> _Data supplied_:

====

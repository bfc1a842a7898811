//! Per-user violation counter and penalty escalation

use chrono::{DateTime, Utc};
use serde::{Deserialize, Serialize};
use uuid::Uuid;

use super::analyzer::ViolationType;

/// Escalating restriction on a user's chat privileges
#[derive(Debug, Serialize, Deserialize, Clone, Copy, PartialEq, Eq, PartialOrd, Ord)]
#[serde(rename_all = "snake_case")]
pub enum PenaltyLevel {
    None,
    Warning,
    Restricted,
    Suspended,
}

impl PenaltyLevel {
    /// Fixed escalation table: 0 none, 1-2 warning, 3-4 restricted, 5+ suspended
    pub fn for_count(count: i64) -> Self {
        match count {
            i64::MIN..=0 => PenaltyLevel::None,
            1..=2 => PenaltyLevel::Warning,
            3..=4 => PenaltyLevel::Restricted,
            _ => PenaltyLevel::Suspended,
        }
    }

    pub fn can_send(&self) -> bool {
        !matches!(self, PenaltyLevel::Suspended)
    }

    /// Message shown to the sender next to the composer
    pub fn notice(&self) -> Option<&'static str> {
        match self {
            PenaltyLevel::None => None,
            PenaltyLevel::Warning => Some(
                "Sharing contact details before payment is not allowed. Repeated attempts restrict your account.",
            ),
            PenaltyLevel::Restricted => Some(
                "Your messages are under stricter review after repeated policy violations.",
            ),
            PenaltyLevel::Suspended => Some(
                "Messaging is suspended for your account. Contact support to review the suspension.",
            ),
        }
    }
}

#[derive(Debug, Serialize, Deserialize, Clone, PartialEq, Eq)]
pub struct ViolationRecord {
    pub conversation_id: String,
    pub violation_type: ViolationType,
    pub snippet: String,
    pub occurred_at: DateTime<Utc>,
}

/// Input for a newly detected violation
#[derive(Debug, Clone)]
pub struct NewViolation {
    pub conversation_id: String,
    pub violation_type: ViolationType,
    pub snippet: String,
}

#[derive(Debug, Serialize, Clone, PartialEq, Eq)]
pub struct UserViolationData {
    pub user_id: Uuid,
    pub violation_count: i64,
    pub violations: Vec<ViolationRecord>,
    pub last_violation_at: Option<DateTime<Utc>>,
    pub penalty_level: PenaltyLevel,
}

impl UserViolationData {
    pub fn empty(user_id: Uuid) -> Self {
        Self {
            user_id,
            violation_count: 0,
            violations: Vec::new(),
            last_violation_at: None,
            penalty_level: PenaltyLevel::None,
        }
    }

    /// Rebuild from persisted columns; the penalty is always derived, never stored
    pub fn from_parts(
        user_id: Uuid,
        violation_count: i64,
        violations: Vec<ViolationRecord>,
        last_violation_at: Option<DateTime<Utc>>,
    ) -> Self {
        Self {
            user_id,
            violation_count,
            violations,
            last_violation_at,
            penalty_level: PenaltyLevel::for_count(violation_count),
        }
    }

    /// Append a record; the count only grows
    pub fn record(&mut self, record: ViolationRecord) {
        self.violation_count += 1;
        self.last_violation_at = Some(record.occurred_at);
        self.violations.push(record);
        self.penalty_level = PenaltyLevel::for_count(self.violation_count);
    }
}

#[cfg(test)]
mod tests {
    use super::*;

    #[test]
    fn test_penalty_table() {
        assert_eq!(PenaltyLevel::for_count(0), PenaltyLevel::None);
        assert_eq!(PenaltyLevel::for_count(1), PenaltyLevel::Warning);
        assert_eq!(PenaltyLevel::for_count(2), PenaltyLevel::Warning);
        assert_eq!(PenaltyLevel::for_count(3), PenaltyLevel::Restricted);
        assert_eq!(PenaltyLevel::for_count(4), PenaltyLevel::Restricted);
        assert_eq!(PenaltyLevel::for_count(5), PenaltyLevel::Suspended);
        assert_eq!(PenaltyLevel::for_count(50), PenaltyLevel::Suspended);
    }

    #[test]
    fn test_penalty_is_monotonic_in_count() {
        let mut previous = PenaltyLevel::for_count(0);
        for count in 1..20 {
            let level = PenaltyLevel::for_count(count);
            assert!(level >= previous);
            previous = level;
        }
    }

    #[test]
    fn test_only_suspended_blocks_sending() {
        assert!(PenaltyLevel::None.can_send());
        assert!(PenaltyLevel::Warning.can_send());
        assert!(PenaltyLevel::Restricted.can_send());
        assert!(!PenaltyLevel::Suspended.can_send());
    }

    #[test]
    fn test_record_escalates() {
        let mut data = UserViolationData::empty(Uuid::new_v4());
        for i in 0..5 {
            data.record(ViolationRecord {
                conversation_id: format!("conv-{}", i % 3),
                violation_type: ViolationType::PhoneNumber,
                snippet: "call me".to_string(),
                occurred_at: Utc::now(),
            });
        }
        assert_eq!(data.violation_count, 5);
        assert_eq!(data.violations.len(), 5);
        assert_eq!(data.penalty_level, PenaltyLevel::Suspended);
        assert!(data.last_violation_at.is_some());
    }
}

====

> _Task item_:
Reply with every line of the listing that has the string "impl".

> _Solution for this exercise_:
impl PenaltyLevel {
impl UserViolationData {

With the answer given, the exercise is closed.